En 2021, les marchés des actions laisseront derrière eux la crise liée au coronavirus

Perspectives pour 2021 par Mario Geniale – Responsable des placements de la Banque CIC

La reprise s’amorce lentement sur les marchés des actions et ces dernières sont à nouveau mieux valorisées. Quels placements doit-on impérativement avoir dans son portefeuille en 2021 et lesquels doit-on éviter ?

Les marchés des actions vont se rétablir. En 2021, il y aura deux catégories de placements qui ne devront manquer sous aucun prétexte dans un portefeuille : les actions et l’or.

Étant donné que les banques centrales continueront à inonder le marché de liquidités en 2021 également et que les États initieront des programmes de relance de l’économie en raison des taux de chômage élevés, les actions resteront incontournables. Bien sûr, elles sont actuellement fortement valorisées, mais les obligations ne constituent pas une alternative, leurs taux d’intérêt étant extrêmement bas, voire négatifs.

Même si vous prêtez de l’argent pendant 30 ans à la Confédération suisse, vous devrez verser des intérêts à l’État à hauteur de 0,4 % par an. Et tant que les taux d’intérêt ne progresseront pas, les actions resteront, de loin, la classe d’actifs la plus attrayante.

Nous recommandons en outre d’intégrer une position substantielle en or dans tout portefeuille de titres en guise de couverture avantageuse contre les événements imprévisibles de tous types. 

Les marchés resteront-ils dans le vert sous le nouveau président américain Joe Biden ? Et quelle est l’influence du vaccin contre le coronavirus ?

Le nouveau président américain Joe Biden doit s’atteler à une tâche difficile : donner un nouvel élan à l’économie américaine après la crise du coronavirus. Au moyen de plans de relance de l’économie, il essaiera de stimuler la conjoncture intérieure de façon à ce que les entreprises reprennent leurs investissements et créent ainsi de nouveaux emplois. Les vaccinations contre le coronavirus, qui devraient débuter d’ici la fin de l’année aux États-Unis, accéléreront ce processus et entraîneront notamment une nette amélioration du climat des consommateurs et des entreprises.

Un relèvement des taux d’intérêt est-il envisageable en 2021 ?

Selon J.P. Morgan, l’économie mondiale enregistrera une croissance de 5,2 %, chiffre supérieur à la baisse de -4 % attendue pour 2020.

Le cuivre, un indicateur conjoncturel, a déjà rebondi de façon impressionnante, ce qui corrobore cette tendance à l’optimisme. Et pour que la reprise ne soit pas perturbée par des événements de moindre envergure comme des confinements, le Brexit ou encore la fin des programmes de soutien étatiques, les banques centrales devront pratiquer une politique expansionniste.

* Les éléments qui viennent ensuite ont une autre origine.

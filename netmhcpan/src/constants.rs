use regex::Regex;
use std::sync::OnceLock;

/// Name of the optional configuration file searched for in the working
/// directory and its ancestors.
pub const CONFIG_FILENAME: &str = ".netmhcpan.toml";

/// Version of the wrapped predictor release this crate targets.
pub const NETMHCPAN_VERSION: &str = "4.2";

/// Allele used when a request does not name one.
pub const DEFAULT_ALLELE: &str = "HLA-A02:01";

/// Peptide lengths used for protein scans when a request does not name any.
pub const DEFAULT_LENGTHS: &str = "9";

/// Percentile-rank threshold below which a peptide is a strong binder.
pub const DEFAULT_RANK_STRONG: f64 = 0.5;

/// Percentile-rank threshold below which a peptide is a weak binder.
pub const DEFAULT_RANK_WEAK: f64 = 2.0;

/// Shortest peptide the predictor accepts.
pub const MIN_PEPTIDE_LEN: usize = 8;

/// Longest peptide the predictor accepts.
pub const MAX_PEPTIDE_LEN: usize = 14;

/// Default cap on concurrently running predictor processes.
pub const DEFAULT_MAX_CONCURRENCY: usize = 2;

/// Default wall-clock budget for one predictor invocation, in seconds.
pub const DEFAULT_JOB_TIMEOUT_SECS: u64 = 3600;

/// Default pause between a graceful stop request and a hard kill.
pub const DEFAULT_KILL_GRACE_SECS: u64 = 5;

/// Environment variable the predictor reads to find its own installation.
pub const ENV_NMHOME: &str = "NMHOME";

/// Environment variable the predictor reads for scratch space.
pub const ENV_TMPDIR: &str = "TMPDIR";

/// Scratch directory handed to the predictor unless configured otherwise.
pub const DEFAULT_TOOL_TMPDIR: &str = "/tmp";

/// Alleles advertised by the server-info surfaces as known-good examples.
pub const EXAMPLE_ALLELES: &[&str] = &[
    "HLA-A01:01",
    "HLA-A02:01",
    "HLA-A03:01",
    "HLA-A24:02",
    "HLA-B07:02",
    "HLA-B08:01",
    "HLA-B27:05",
    "HLA-B35:01",
    "HLA-C07:02",
    "HLA-C08:02",
];

/// Regex matching the predictor's per-allele binder summary line.
/// Captures, in order: strong-binder count, weak-binder count, peptide count.
///
/// # Panics
///
/// Panics if the regex pattern is invalid.
pub fn get_binder_summary_re() -> &'static Regex {
    static RE: OnceLock<Regex> = OnceLock::new();
    #[allow(clippy::expect_used)]
    RE.get_or_init(|| {
        Regex::new(
            r"Number of high binders (\d+)\. Number of weak binders (\d+)\. Number of peptides (\d+)",
        )
        .expect("Invalid binder summary regex pattern")
    })
}

/// Regex matching well-formed HLA class I allele names such as
/// `HLA-A02:01` or `HLA-B*07:02`.
///
/// # Panics
///
/// Panics if the regex pattern is invalid.
pub fn get_hla_allele_re() -> &'static Regex {
    static RE: OnceLock<Regex> = OnceLock::new();
    #[allow(clippy::expect_used)]
    RE.get_or_init(|| {
        Regex::new(r"^HLA-[A-C]\*?\d{2}:?\d{2,3}$").expect("Invalid HLA allele regex pattern")
    })
}

#[cfg(test)]
mod tests {
    use super::*;

    #[test]
    fn summary_regex_captures_counts() {
        let line = "Number of high binders 2. Number of weak binders 3. Number of peptides 10";
        let caps = get_binder_summary_re().captures(line).unwrap();
        assert_eq!(&caps[1], "2");
        assert_eq!(&caps[2], "3");
        assert_eq!(&caps[3], "10");
    }

    #[test]
    fn allele_regex_accepts_common_forms() {
        for allele in ["HLA-A02:01", "HLA-B*07:02", "HLA-C0702", "HLA-A02:101"] {
            assert!(get_hla_allele_re().is_match(allele), "{allele}");
        }
    }

    #[test]
    fn allele_regex_rejects_garbage() {
        for bad in ["H-2Kb", "HLA-D02:01", "HLA-A2:1", "hla-a02:01", ""] {
            assert!(!get_hla_allele_re().is_match(bad), "{bad}");
        }
    }
}
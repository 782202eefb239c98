use clap::{Args, Parser, Subcommand};
use std::path::PathBuf;

/// Help text for configuration file options, shown at the bottom of --help.
const CONFIG_HELP: &str = "\
CONFIGURATION FILE (.netmhcpan.toml):
  Create this file in your project root (or any ancestor) to set defaults.

  [netmhcpan]
  # Tool location
  home = \"/opt/netMHCpan-4.2\"  # Install dir (falls back to $NMHOME)
  tmp_dir = \"/tmp\"             # Scratch dir exported to the tool as TMPDIR
                               # ($NETMHCPAN_TMPDIR overrides)

  # Async jobs
  job_root = \"jobs\"            # Directory holding per-job artifacts
  max_concurrency = 2          # Predictor processes allowed at once
  job_timeout_secs = 3600      # Wall-clock budget per run
  kill_grace_secs = 5          # Pause between graceful stop and hard kill

  # Binder classification
  rank_strong = 0.5            # %Rank below this counts as a strong binder
  rank_weak = 2.0              # %Rank below this counts as a weak binder

  # Request defaults
  default_allele = \"HLA-A02:01\"
  default_lengths = \"9\"        # Comma-separated peptide lengths
";

/// Threshold and report-location options shared by prediction subcommands.
#[derive(Args, Debug, Default, Clone)]
pub struct ReportArgs {
    /// %Rank display cutoff passed to the predictor as -t.
    #[arg(short = 't', long)]
    pub rank_threshold: Option<f64>,

    /// Write the raw report here instead of next to the input.
    #[arg(short = 'o', long)]
    pub output_file: Option<PathBuf>,
}

/// Command line interface configuration using `clap`.
/// This struct defines the arguments and flags accepted by the program.
#[derive(Parser, Debug)]
#[command(
    author,
    version,
    about = "netmhcpan - MHC class I binding predictions via netMHCpan-4.2, with multi-allele comparison and async jobs",
    long_about = None,
    after_help = CONFIG_HELP
)]
pub struct Cli {
    #[command(subcommand)]
    /// The subcommand to execute (e.g., peptide, protein, jobs).
    pub command: Commands,

    /// Output raw JSON instead of formatted tables.
    #[arg(long, global = true)]
    pub json: bool,

    /// Load configuration from this file instead of searching for
    /// .netmhcpan.toml in the working directory and its ancestors.
    #[arg(long, global = true, value_name = "FILE")]
    pub config: Option<PathBuf>,
}

#[derive(Subcommand, Debug)]
/// Available subcommands for predictions, jobs, and server integration.
pub enum Commands {
    /// Score a peptide-list file against one allele
    Peptide {
        /// Peptide-list file, one sequence per line.
        input: PathBuf,

        /// Allele to score against (defaults to the configured allele).
        #[arg(short, long)]
        allele: Option<String>,

        /// Threshold and report-location options.
        #[command(flatten)]
        report: ReportArgs,
    },
    /// Scan FASTA protein files for candidate epitopes
    Protein {
        /// FASTA files. More than one is combined into a single run.
        #[arg(required = true)]
        inputs: Vec<PathBuf>,

        /// Allele to score against (defaults to the configured allele).
        #[arg(short, long)]
        allele: Option<String>,

        /// Comma-separated peptide lengths, e.g. "8,9,10"
        /// (defaults to the configured lengths).
        #[arg(short, long)]
        lengths: Option<String>,

        /// Sort the report by descending prediction score.
        #[arg(short, long)]
        sort: bool,

        /// Threshold and report-location options.
        #[command(flatten)]
        report: ReportArgs,
    },
    /// Score peptides with explicit score-type selection, one or more alleles
    Affinity {
        /// Peptide-list file, one sequence per line.
        input: PathBuf,

        /// Alleles to score against, comma-separated or repeated.
        #[arg(short, long, value_delimiter = ',', required = true)]
        alleles: Vec<String>,

        /// Score selection: both, ba, or el.
        #[arg(short, long)]
        mode: Option<String>,

        /// Threshold and report-location options.
        #[command(flatten)]
        report: ReportArgs,
    },
    /// Score peptides against a custom MHC molecule given as a FASTA sequence
    #[command(name = "custom-mhc")]
    CustomMhc {
        /// Peptide-list file, one sequence per line.
        input: PathBuf,

        /// FASTA file holding the MHC molecule sequence.
        #[arg(long, value_name = "FILE")]
        mhc_sequence: PathBuf,

        /// Identifier for the molecule in the report.
        #[arg(long, value_name = "NAME")]
        mhc_name: String,

        /// Threshold and report-location options.
        #[command(flatten)]
        report: ReportArgs,
    },
    /// Compare alleles over one peptide set and export summary + table files
    Export {
        /// Peptide-list file, one sequence per line.
        input: PathBuf,

        /// Alleles to compare, comma-separated or repeated.
        #[arg(short, long, value_delimiter = ',', required = true)]
        alleles: Vec<String>,

        /// %Rank display cutoff passed to the predictor as -t.
        #[arg(short = 't', long)]
        rank_threshold: Option<f64>,

        /// Write the text summary here instead of deriving a name.
        #[arg(long, value_name = "FILE")]
        output_file: Option<PathBuf>,

        /// Write the tab-delimited table here instead of deriving a name.
        #[arg(long, value_name = "FILE")]
        excel_file: Option<PathBuf>,
    },
    /// Re-analyze an existing netMHCpan report file
    Analyze {
        /// Report file produced by an earlier run.
        output_file: PathBuf,

        /// %Rank threshold below which a peptide counts as a weak binder.
        #[arg(short = 't', long)]
        rank_threshold: Option<f64>,
    },
    /// Inspect the asynchronous job store
    Jobs {
        /// The job operation to perform.
        #[command(subcommand)]
        command: JobsCommands,
    },
    /// Start MCP server for LLM integration (Claude Desktop, VS Code Copilot, etc.)
    #[command(name = "mcp-server")]
    McpServer,
}

#[derive(Subcommand, Debug)]
/// Read-only views over the job store. Jobs are submitted through the MCP
/// server; these subcommands only inspect what it has recorded.
pub enum JobsCommands {
    /// List jobs, newest first
    List {
        /// Keep only jobs in this state
        /// (pending, running, completed, failed, cancelled).
        #[arg(long)]
        state: Option<String>,

        /// List oldest jobs first.
        #[arg(long)]
        oldest_first: bool,
    },
    /// Show one job's full record
    Status {
        /// Job identifier as returned at submission.
        job_id: String,
    },
    /// Print a job's captured process log
    Log {
        /// Job identifier as returned at submission.
        job_id: String,

        /// Show only the last N lines.
        #[arg(long, value_name = "N")]
        tail: Option<usize>,
    },
}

Sur le marché, la Fed a dernièrement attisé les attentes en déclarant que même les tendances inflationnistes sont compatibles avec sa politique des taux bas.

Le marché immobilier en Suisse est sous pression. Comment va-t-il évoluer en 2021 ?

Bien que de nombreux indicateurs semblent montrer qu’une « pression » pèse sur le marché immobilier suisse (p. ex. le revenu des ménages par rapport aux montants des loyers), un grand nombre d’analystes sont d’avis qu’il ne s’agit que d’une situation provisoire. Tant les loyers que la demande en hypothèques sont restés constants, même pendant la crise. Étant donné que la majorité de la population a toujours pour objectif d’acquérir un logement en propriété, que les taux d’intérêt ont atteint des planchers record et que les réglementations pour les placements immobiliers s’assouplissent, cette classe d’actifs joue un rôle de plus en plus central pour de nombreux investisseurs.

Le franc suisse sera-t-il moins attrayant en 2021 qu’en 2020 en raison d’un contexte économique plus favorable ?

Avec la suppression des restrictions de déplacement et la reprise économique, la prime de risque liée au franc suisse, elle aussi, diminue de nouveau. Sur cette toile de fond, les investisseurs recherchent des entreprises cycliques de la zone euro qui profitent davantage d’une embellie, ce qui exerce également une pression sur le franc.